(Material provided)

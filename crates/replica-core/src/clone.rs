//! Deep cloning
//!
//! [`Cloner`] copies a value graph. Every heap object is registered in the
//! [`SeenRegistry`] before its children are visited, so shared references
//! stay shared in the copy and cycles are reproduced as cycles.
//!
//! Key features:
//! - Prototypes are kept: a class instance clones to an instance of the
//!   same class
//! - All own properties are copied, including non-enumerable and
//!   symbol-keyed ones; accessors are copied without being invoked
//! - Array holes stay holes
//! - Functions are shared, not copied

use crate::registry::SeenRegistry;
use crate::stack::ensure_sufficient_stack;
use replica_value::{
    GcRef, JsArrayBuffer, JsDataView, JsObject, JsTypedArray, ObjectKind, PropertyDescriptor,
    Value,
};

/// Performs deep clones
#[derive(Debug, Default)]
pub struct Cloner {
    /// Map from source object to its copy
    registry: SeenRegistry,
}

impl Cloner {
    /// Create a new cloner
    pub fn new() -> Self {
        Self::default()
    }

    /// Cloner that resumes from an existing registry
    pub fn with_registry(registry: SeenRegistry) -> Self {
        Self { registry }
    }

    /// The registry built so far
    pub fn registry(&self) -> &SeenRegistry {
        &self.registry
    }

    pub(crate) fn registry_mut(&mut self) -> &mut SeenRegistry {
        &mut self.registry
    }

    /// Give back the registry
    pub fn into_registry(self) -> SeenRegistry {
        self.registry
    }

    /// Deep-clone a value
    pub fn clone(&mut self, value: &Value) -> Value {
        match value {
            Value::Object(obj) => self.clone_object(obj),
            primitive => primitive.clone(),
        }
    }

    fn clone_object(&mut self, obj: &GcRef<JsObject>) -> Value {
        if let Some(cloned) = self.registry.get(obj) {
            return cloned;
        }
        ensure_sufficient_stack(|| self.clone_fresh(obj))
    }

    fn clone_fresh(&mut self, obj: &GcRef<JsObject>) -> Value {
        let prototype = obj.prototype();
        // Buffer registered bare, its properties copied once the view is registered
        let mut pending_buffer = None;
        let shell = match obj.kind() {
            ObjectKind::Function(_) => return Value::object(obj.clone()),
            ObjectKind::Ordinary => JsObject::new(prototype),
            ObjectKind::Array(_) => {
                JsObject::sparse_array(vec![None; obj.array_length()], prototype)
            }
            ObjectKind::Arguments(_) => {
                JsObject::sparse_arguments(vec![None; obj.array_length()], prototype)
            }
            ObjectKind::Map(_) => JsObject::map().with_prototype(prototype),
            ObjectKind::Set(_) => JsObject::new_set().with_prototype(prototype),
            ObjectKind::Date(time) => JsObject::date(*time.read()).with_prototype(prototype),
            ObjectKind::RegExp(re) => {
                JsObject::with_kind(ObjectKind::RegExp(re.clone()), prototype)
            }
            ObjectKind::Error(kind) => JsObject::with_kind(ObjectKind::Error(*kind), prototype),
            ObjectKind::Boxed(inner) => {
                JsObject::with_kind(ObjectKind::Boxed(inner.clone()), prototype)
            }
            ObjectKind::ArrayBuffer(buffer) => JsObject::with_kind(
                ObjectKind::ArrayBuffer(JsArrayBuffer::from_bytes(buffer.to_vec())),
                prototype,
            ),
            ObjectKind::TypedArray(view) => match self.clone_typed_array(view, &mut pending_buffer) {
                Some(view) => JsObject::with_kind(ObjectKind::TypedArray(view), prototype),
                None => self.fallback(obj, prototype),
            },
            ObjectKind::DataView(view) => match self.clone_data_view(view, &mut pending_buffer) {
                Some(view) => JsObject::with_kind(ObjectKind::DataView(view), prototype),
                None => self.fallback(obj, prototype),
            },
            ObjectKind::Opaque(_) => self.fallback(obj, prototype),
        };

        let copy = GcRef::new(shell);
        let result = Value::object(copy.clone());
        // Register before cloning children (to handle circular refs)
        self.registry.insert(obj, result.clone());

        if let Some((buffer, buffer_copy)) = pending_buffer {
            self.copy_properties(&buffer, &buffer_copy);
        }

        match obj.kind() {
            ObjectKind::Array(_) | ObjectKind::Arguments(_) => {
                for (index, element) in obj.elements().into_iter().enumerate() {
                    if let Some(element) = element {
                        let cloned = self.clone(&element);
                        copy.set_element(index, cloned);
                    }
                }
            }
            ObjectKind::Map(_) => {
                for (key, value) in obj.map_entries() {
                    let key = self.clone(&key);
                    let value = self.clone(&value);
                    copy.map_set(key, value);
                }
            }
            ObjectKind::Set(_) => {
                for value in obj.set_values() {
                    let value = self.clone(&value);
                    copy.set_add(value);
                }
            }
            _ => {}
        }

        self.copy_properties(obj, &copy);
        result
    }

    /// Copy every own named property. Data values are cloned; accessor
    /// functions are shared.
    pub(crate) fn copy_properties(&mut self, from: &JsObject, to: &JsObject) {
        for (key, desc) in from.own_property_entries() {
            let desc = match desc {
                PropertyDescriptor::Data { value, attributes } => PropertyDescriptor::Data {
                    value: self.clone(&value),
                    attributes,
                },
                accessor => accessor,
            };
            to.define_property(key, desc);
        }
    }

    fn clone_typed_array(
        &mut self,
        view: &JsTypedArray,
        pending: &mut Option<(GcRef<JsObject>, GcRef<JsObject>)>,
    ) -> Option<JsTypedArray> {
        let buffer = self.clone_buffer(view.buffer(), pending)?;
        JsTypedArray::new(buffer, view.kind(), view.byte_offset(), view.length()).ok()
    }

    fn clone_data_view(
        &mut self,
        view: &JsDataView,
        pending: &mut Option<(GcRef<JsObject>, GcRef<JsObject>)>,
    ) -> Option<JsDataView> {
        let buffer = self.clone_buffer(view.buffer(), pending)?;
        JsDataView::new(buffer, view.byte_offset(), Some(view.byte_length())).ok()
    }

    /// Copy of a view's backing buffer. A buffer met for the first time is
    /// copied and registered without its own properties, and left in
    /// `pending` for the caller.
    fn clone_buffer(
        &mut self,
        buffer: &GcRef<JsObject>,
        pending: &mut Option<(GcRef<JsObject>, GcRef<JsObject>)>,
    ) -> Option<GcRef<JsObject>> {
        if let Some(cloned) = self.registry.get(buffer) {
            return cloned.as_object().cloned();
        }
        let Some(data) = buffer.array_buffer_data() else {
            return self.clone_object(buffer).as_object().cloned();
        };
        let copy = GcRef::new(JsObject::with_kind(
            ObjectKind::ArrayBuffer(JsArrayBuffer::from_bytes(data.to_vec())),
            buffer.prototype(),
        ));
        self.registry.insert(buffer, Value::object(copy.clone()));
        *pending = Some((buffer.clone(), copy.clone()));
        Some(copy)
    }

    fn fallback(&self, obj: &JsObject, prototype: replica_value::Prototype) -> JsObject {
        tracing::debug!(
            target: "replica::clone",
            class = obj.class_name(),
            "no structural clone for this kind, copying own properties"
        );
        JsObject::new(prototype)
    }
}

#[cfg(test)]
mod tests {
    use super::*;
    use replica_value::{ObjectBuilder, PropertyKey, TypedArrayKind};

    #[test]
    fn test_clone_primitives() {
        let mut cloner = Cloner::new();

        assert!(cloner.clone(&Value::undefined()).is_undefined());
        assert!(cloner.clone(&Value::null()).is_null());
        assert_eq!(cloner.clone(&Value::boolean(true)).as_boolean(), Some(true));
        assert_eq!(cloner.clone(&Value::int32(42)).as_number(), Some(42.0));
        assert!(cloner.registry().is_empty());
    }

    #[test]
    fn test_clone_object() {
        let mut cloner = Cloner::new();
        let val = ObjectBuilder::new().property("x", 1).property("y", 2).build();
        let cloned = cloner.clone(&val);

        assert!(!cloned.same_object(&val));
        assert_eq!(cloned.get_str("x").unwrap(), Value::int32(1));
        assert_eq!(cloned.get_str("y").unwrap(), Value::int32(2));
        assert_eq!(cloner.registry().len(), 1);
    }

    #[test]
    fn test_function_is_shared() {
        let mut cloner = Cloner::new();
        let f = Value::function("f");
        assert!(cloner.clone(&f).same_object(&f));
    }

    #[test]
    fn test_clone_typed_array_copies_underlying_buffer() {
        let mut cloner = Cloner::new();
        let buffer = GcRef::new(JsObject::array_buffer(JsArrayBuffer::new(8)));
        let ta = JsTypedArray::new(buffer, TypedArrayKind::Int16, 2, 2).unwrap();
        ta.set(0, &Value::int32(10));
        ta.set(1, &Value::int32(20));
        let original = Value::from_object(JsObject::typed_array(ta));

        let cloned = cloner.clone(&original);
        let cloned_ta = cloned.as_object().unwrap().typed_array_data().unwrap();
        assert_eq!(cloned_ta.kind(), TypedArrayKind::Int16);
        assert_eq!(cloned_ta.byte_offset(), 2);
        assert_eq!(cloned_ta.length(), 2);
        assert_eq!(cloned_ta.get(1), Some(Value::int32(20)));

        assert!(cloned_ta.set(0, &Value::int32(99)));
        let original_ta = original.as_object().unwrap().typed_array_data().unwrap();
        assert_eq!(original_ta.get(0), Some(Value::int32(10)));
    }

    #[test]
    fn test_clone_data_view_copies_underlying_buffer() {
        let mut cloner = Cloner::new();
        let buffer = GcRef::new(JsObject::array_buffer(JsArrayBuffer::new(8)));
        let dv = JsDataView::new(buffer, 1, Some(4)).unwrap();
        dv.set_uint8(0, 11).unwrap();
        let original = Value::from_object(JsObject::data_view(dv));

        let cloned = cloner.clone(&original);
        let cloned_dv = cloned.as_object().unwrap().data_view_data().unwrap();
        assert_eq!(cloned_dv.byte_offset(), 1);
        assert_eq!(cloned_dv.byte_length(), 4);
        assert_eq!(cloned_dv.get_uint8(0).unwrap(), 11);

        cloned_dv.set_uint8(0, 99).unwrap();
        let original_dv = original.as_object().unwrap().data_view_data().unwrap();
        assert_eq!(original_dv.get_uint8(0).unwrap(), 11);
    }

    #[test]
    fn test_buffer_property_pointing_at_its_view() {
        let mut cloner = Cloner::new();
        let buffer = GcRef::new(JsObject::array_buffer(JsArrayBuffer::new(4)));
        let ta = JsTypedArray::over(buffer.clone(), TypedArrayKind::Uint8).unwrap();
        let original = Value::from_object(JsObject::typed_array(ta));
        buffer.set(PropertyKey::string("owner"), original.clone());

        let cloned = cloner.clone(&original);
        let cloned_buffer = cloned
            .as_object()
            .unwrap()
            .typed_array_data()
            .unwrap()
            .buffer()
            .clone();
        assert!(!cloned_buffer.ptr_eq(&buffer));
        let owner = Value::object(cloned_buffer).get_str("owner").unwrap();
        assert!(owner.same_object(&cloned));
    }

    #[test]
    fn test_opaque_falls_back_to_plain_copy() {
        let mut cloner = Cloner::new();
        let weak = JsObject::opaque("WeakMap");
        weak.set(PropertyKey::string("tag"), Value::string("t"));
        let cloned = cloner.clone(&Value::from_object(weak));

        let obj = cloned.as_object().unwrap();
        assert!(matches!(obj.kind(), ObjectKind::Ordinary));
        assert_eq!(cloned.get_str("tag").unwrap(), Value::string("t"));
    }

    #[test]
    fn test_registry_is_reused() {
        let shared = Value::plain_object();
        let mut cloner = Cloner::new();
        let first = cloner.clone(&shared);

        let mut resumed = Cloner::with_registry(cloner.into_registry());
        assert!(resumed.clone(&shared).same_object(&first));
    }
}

(End Material provided)

→ What is expected:
Beginning with the first line of the entries, repeat each line exactly until you have reproduced the one containing "view is registered", and add nothing further.

→ Written response:
filename crates/replica-core/src/clone.rs
//! Deep cloning
//!
//! [`Cloner`] copies a value graph. Every heap object is registered in the
//! [`SeenRegistry`] before its children are visited, so shared references
//! stay shared in the copy and cycles are reproduced as cycles.
//!
//! Key features:
//! - Prototypes are kept: a class instance clones to an instance of the
//!   same class
//! - All own properties are copied, including non-enumerable and
//!   symbol-keyed ones; accessors are copied without being invoked
//! - Array holes stay holes
//! - Functions are shared, not copied

use crate::registry::SeenRegistry;
use crate::stack::ensure_sufficient_stack;
use replica_value::{
    GcRef, JsArrayBuffer, JsDataView, JsObject, JsTypedArray, ObjectKind, PropertyDescriptor,
    Value,
};

/// Performs deep clones
#[derive(Debug, Default)]
pub struct Cloner {
    /// Map from source object to its copy
    registry: SeenRegistry,
}

impl Cloner {
    /// Create a new cloner
    pub fn new() -> Self {
        Self::default()
    }

    /// Cloner that resumes from an existing registry
    pub fn with_registry(registry: SeenRegistry) -> Self {
        Self { registry }
    }

    /// The registry built so far
    pub fn registry(&self) -> &SeenRegistry {
        &self.registry
    }

    pub(crate) fn registry_mut(&mut self) -> &mut SeenRegistry {
        &mut self.registry
    }

    /// Give back the registry
    pub fn into_registry(self) -> SeenRegistry {
        self.registry
    }

    /// Deep-clone a value
    pub fn clone(&mut self, value: &Value) -> Value {
        match value {
            Value::Object(obj) => self.clone_object(obj),
            primitive => primitive.clone(),
        }
    }

    fn clone_object(&mut self, obj: &GcRef<JsObject>) -> Value {
        if let Some(cloned) = self.registry.get(obj) {
            return cloned;
        }
        ensure_sufficient_stack(|| self.clone_fresh(obj))
    }

    fn clone_fresh(&mut self, obj: &GcRef<JsObject>) -> Value {
        let prototype = obj.prototype();
        // Buffer registered bare, its properties copied once the view is registered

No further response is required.